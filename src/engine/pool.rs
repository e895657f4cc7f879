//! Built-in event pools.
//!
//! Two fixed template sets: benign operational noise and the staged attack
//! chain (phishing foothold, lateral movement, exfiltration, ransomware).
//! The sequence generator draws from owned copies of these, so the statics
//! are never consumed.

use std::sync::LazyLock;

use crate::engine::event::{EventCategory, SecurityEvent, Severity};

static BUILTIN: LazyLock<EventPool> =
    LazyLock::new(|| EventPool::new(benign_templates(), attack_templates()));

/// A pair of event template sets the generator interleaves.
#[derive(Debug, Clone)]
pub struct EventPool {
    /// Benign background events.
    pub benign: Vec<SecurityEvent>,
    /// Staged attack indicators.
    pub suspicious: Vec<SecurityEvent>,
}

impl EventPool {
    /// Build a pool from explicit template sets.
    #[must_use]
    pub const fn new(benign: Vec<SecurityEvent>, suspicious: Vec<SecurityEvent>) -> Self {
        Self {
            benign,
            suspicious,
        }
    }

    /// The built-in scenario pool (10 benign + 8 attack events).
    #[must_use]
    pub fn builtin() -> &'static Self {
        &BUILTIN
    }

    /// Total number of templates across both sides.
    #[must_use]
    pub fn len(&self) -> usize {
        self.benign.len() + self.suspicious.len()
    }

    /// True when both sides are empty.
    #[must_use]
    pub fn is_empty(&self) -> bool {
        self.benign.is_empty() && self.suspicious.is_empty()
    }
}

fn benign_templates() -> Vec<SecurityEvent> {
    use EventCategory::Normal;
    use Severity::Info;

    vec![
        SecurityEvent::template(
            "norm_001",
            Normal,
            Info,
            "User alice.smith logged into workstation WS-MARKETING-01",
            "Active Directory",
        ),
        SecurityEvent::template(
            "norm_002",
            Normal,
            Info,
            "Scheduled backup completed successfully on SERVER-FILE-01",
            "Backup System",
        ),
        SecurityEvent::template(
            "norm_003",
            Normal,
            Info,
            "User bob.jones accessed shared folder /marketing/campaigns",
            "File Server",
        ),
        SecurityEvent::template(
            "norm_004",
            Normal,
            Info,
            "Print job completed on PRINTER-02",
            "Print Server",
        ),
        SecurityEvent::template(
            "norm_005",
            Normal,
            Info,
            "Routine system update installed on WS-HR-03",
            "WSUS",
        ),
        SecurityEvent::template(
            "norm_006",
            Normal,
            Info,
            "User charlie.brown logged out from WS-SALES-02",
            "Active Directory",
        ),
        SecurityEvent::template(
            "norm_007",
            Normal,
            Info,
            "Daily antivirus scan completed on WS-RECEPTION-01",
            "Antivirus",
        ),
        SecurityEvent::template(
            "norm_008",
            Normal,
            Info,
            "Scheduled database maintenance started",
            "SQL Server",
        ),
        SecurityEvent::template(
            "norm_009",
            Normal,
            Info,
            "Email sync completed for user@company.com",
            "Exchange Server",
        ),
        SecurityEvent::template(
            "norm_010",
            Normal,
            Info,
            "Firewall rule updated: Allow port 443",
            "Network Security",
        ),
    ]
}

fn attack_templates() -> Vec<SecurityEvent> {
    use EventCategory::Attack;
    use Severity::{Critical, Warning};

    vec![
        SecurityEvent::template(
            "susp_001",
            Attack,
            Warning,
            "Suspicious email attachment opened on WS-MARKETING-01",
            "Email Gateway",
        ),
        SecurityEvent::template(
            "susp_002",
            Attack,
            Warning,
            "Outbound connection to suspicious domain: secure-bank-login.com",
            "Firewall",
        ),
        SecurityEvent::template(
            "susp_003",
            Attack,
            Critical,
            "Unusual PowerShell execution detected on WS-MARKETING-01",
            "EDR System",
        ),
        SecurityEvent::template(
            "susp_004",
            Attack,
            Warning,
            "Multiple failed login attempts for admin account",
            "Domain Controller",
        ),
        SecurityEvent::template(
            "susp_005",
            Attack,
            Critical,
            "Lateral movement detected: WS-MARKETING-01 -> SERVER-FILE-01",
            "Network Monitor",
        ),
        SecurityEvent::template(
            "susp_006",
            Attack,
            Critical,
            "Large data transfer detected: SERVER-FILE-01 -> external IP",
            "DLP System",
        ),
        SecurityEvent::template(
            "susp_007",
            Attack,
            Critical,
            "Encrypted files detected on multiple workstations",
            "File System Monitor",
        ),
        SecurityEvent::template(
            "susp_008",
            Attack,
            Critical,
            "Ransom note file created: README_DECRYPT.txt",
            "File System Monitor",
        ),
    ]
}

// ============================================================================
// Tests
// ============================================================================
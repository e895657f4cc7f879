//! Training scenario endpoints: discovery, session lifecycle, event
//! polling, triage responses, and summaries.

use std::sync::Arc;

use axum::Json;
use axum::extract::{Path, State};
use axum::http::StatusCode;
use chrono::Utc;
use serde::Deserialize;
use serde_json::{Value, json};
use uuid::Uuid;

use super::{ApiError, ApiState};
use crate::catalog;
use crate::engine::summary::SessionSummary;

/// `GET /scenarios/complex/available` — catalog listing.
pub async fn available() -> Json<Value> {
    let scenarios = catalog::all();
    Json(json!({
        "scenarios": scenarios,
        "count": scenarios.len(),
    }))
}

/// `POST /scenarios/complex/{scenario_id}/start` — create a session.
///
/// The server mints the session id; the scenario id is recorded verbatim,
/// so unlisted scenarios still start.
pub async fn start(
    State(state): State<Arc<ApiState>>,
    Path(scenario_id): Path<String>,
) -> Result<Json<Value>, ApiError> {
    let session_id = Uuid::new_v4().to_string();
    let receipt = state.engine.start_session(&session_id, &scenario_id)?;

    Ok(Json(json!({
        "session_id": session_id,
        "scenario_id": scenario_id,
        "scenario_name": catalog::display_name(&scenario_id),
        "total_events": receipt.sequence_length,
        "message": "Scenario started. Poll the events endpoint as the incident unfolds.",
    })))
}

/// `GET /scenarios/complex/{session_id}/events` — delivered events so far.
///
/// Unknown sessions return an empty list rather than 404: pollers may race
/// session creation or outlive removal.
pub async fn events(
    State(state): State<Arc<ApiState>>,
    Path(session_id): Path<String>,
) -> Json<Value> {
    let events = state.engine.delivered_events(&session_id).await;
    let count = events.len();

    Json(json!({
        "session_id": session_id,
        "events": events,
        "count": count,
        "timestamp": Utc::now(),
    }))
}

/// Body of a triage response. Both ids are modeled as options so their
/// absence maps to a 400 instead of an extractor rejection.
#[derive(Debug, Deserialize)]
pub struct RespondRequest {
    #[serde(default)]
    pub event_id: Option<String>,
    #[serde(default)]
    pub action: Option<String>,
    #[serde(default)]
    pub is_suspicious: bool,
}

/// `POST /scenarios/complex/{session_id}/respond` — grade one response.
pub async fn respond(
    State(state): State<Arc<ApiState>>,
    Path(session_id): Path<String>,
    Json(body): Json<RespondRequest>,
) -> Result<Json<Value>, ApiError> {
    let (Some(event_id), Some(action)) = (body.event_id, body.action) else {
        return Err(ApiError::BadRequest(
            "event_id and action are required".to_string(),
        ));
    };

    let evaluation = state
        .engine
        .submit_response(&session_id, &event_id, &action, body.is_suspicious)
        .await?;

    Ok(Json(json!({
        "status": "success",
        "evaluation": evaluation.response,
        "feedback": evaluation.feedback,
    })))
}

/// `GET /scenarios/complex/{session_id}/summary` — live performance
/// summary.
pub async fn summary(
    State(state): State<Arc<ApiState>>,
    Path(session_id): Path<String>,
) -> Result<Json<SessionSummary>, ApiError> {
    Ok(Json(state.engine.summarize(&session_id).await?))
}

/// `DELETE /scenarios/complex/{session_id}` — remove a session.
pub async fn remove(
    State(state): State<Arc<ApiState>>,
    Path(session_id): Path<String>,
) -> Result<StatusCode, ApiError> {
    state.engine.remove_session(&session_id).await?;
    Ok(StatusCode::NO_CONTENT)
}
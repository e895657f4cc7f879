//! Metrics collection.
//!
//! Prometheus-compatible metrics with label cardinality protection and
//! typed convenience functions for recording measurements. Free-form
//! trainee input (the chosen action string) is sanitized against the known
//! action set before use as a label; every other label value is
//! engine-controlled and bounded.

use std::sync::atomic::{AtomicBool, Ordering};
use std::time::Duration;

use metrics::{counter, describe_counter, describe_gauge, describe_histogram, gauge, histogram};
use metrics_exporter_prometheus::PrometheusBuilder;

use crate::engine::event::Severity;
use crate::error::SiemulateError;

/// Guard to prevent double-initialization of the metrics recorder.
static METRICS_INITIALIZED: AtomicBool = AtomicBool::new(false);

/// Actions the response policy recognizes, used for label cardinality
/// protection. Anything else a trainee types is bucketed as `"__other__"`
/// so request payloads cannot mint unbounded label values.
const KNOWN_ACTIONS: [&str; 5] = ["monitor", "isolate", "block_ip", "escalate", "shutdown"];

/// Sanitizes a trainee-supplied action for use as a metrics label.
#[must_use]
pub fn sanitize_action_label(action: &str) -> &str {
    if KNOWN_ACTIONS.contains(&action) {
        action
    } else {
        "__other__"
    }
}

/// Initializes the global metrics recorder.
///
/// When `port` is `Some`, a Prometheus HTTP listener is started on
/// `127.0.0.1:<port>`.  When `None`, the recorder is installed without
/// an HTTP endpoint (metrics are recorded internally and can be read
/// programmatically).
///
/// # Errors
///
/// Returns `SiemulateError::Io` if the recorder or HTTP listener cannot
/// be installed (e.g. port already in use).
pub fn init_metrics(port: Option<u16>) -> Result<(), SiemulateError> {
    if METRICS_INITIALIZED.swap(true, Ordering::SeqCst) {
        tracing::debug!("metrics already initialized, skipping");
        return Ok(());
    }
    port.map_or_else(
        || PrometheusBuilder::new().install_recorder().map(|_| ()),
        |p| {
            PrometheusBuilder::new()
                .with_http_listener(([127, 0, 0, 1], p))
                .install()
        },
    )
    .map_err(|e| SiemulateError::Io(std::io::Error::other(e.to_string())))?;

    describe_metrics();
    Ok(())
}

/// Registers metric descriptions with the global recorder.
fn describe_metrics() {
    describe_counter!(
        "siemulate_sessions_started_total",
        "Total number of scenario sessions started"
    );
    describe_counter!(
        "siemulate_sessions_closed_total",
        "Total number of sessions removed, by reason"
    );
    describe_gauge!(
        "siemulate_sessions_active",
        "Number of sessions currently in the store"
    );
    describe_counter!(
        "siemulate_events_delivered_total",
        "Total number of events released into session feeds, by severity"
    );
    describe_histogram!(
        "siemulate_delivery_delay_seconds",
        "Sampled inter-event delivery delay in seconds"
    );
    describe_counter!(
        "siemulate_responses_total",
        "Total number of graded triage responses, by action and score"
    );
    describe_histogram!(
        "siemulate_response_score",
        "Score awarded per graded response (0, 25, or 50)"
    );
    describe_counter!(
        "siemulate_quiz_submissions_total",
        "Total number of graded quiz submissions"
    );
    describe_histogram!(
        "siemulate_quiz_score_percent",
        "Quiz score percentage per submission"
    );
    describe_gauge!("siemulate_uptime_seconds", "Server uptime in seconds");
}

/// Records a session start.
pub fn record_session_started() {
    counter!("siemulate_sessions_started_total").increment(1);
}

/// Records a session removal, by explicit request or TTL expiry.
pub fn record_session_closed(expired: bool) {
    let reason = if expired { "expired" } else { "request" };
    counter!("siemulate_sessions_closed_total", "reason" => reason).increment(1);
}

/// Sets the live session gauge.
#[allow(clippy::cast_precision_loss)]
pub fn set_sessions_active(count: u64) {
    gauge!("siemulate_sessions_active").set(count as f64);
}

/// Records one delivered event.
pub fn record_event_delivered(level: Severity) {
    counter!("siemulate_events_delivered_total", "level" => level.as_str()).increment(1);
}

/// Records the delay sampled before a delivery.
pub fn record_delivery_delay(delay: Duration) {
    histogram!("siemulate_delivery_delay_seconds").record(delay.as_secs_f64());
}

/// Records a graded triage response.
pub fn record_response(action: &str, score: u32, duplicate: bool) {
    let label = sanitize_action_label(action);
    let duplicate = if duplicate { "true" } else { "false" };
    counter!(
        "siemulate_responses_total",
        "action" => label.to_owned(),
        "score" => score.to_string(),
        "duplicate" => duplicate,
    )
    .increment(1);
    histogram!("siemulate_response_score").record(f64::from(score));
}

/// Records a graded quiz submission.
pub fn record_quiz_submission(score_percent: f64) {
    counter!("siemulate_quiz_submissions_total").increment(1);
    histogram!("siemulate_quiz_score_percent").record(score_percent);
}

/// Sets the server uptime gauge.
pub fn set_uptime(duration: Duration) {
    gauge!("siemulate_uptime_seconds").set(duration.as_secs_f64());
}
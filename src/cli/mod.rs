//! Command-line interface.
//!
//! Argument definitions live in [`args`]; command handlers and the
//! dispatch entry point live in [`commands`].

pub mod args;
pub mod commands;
------
▶ _What is expected_:
For this exercise, work out how many lines in the material include "global", and give only the number.

▶ _Solution_:
2